Problem to solve = Find the string "close" in the material. Copy every line that has it.
□ □ □ □
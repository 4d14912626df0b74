//! Session management and entity resolution on top of a [`TpmDevice`].
//!
//! The traits here are the seams the policy engine drives; [`TpmContext`]
//! implements all of them against a device and an artifact store.

use std::path::Path;

use tracing::{debug, warn};
use zeroize::Zeroizing;

use crate::auth_session::{AuthSpec, Session, SessionKind};
use crate::device::{Authorization, PolicySecretResponse, TpmDevice};
use crate::error::ResourceError;
use crate::files::{self, ArtifactStore, Source};
use crate::tpm_types::{MAX_DIGEST_SIZE, TPM_HANDLE};

/// Live handle of an auth entity plus the authorization session opened for it
#[derive(Debug)]
pub struct ResolvedObject {
    pub handle: TPM_HANDLE,
    pub name: Vec<u8>,
    pub session: Option<Session>,
    /// Loaded from a context file by the resolver; must be flushed after use
    pub loaded: bool,
}

/// Inputs of one PolicySecret assertion besides the two handles
#[derive(Debug, Clone, Copy)]
pub struct SecretParams<'a> {
    pub expiration: i32,
    pub nonce_tpm: &'a [u8],
    pub cp_hash_a: &'a [u8],
    pub policy_ref: &'a [u8],
}

pub trait SessionManager {
    fn restore(&mut self, path: &Path) -> Result<Session, ResourceError>;

    /// Releases a session. Sessions restored from a file are saved back to it.
    fn close(&mut self, session: Session) -> Result<(), ResourceError>;

    /// Reads the policy digest, writing it to `output` when given
    fn finalize_to_digest(
        &mut self,
        session: &Session,
        output: Option<&Path>,
    ) -> Result<Vec<u8>, ResourceError>;
}

pub trait EntityResolver {
    fn resolve(
        &mut self,
        context_path: &str,
        auth: &AuthSpec,
        allow_hierarchies: bool,
    ) -> Result<ResolvedObject, ResourceError>;

    /// Flushes an entity the resolver loaded
    fn unload(&mut self, handle: TPM_HANDLE) -> Result<(), ResourceError>;
}

pub trait PolicySecretCommand {
    fn policy_secret(
        &mut self,
        policy_session: &Session,
        entity: &ResolvedObject,
        params: &SecretParams<'_>,
    ) -> Result<PolicySecretResponse, ResourceError>;
}

/// Everything the policy engine needs from its environment
pub trait PolicyBackend: SessionManager + EntityResolver + PolicySecretCommand {}

impl<T: SessionManager + EntityResolver + PolicySecretCommand> PolicyBackend for T {}

/// Device plus artifact store, in the role ESYS plays for `tpm2-tools`
pub struct TpmContext<D, S> {
    device: D,
    store: S,
}

impl<D: TpmDevice, S: ArtifactStore> TpmContext<D, S> {
    pub fn new(device: D, store: S) -> Self {
        TpmContext { device, store }
    }

    pub fn device(&self) -> &D {
        &self.device
    }

    pub fn device_mut(&mut self) -> &mut D {
        &mut self.device
    }

    /// Handle of the entity, and whether it was loaded and needs a flush
    fn load_handle(
        &mut self,
        context_path: &str,
        allow_hierarchies: bool,
    ) -> Result<(TPM_HANDLE, bool), ResourceError> {
        if let Some(handle) = TPM_HANDLE::from_hierarchy_alias(context_path) {
            if !allow_hierarchies {
                return Err(ResourceError::Invalid(format!(
                    "hierarchy \"{}\" is not allowed here",
                    context_path
                )));
            }
            return Ok((handle, false));
        }

        if let Some(handle) = TPM_HANDLE::parse(context_path) {
            if !handle.is_auth_entity() || (handle.is_hierarchy() && !allow_hierarchies) {
                return Err(ResourceError::Invalid(format!(
                    "handle {} cannot authorize a policy",
                    handle
                )));
            }
            return Ok((handle, false));
        }

        let object = files::load_object_context(&self.store, Path::new(context_path))?;
        let handle = self.device.load_object(&object)?;
        debug!(%handle, path = context_path, "loaded object context");
        Ok((handle, handle.handle_type() == TPM_HANDLE::HT_TRANSIENT))
    }

    fn name_and_session(
        &mut self,
        handle: TPM_HANDLE,
        auth: &AuthSpec,
    ) -> Result<(Vec<u8>, Option<Session>), ResourceError> {
        let name = self.device.read_name(handle)?;
        let session = self.open_auth_session(auth)?;
        Ok((name, session))
    }

    fn open_auth_session(&mut self, auth: &AuthSpec) -> Result<Option<Session>, ResourceError> {
        match auth {
            AuthSpec::Empty => Ok(None),
            AuthSpec::Password(password) => Ok(Some(Session::pw(password.clone()))),
            AuthSpec::PasswordFile(path) => {
                let source = match path {
                    Some(path) => Source::Path(path),
                    None => Source::Stdin,
                };
                let password = Zeroizing::new(self.store.read_bytes(source, MAX_DIGEST_SIZE)?);
                if password.is_empty() {
                    return Ok(None);
                }
                Ok(Some(Session::pw(password)))
            }
            AuthSpec::Session(path) => self.restore(path).map(Some),
        }
    }
}

impl<D: TpmDevice, S: ArtifactStore> SessionManager for TpmContext<D, S> {
    fn restore(&mut self, path: &Path) -> Result<Session, ResourceError> {
        let context = files::load_session_context(&self.store, path)?;
        let handle = self.device.context_load(&context)?;
        debug!(%handle, path = %path.display(), "restored session");
        Ok(Session::restored(
            handle,
            context.session_type,
            context.hash_alg,
            path.to_path_buf(),
        ))
    }

    fn close(&mut self, session: Session) -> Result<(), ResourceError> {
        if let SessionKind::Password(_) = session.kind {
            return Ok(());
        }
        match &session.path {
            Some(path) => {
                let context = self.device.context_save(session.handle)?;
                files::save_session_context(&self.store, path, &context)?;
                debug!(handle = %session.handle, path = %path.display(), "saved session");
            }
            None => self.device.flush_context(session.handle)?,
        }
        Ok(())
    }

    fn finalize_to_digest(
        &mut self,
        session: &Session,
        output: Option<&Path>,
    ) -> Result<Vec<u8>, ResourceError> {
        let digest = self.device.policy_get_digest(session.handle)?;
        if let Some(path) = output {
            self.store.save_bytes(path, &digest)?;
        }
        Ok(digest)
    }
}

impl<D: TpmDevice, S: ArtifactStore> EntityResolver for TpmContext<D, S> {
    fn resolve(
        &mut self,
        context_path: &str,
        auth: &AuthSpec,
        allow_hierarchies: bool,
    ) -> Result<ResolvedObject, ResourceError> {
        let (handle, loaded) = self.load_handle(context_path, allow_hierarchies)?;
        match self.name_and_session(handle, auth) {
            Ok((name, session)) => Ok(ResolvedObject {
                handle,
                name,
                session,
                loaded,
            }),
            Err(err) => {
                if loaded {
                    if let Err(flush) = self.device.flush_context(handle) {
                        warn!(%handle, error = %flush, "could not flush entity after failed resolve");
                    }
                }
                Err(err)
            }
        }
    }

    fn unload(&mut self, handle: TPM_HANDLE) -> Result<(), ResourceError> {
        self.device.flush_context(handle)?;
        debug!(%handle, "flushed auth entity");
        Ok(())
    }
}

impl<D: TpmDevice, S: ArtifactStore> PolicySecretCommand for TpmContext<D, S> {
    fn policy_secret(
        &mut self,
        policy_session: &Session,
        entity: &ResolvedObject,
        params: &SecretParams<'_>,
    ) -> Result<PolicySecretResponse, ResourceError> {
        if !policy_session.is_policy() {
            return Err(ResourceError::Invalid(format!(
                "session {} is not a policy session",
                policy_session.handle
            )));
        }
        let authorization = match &entity.session {
            None => Authorization::Password(&[]),
            Some(Session {
                kind: SessionKind::Password(password),
                ..
            }) => Authorization::Password(password),
            Some(session) => Authorization::Session(session.handle),
        };
        let response = self.device.policy_secret(
            entity.handle,
            authorization,
            policy_session.handle,
            params.nonce_tpm,
            params.cp_hash_a,
            params.policy_ref,
            params.expiration,
        )?;
        Ok(response)
    }
}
□ □ □ □
Response below =
    fn close(&mut self, session: Session) -> Result<(), ResourceError>;
    fn close(&mut self, session: Session) -> Result<(), ResourceError> {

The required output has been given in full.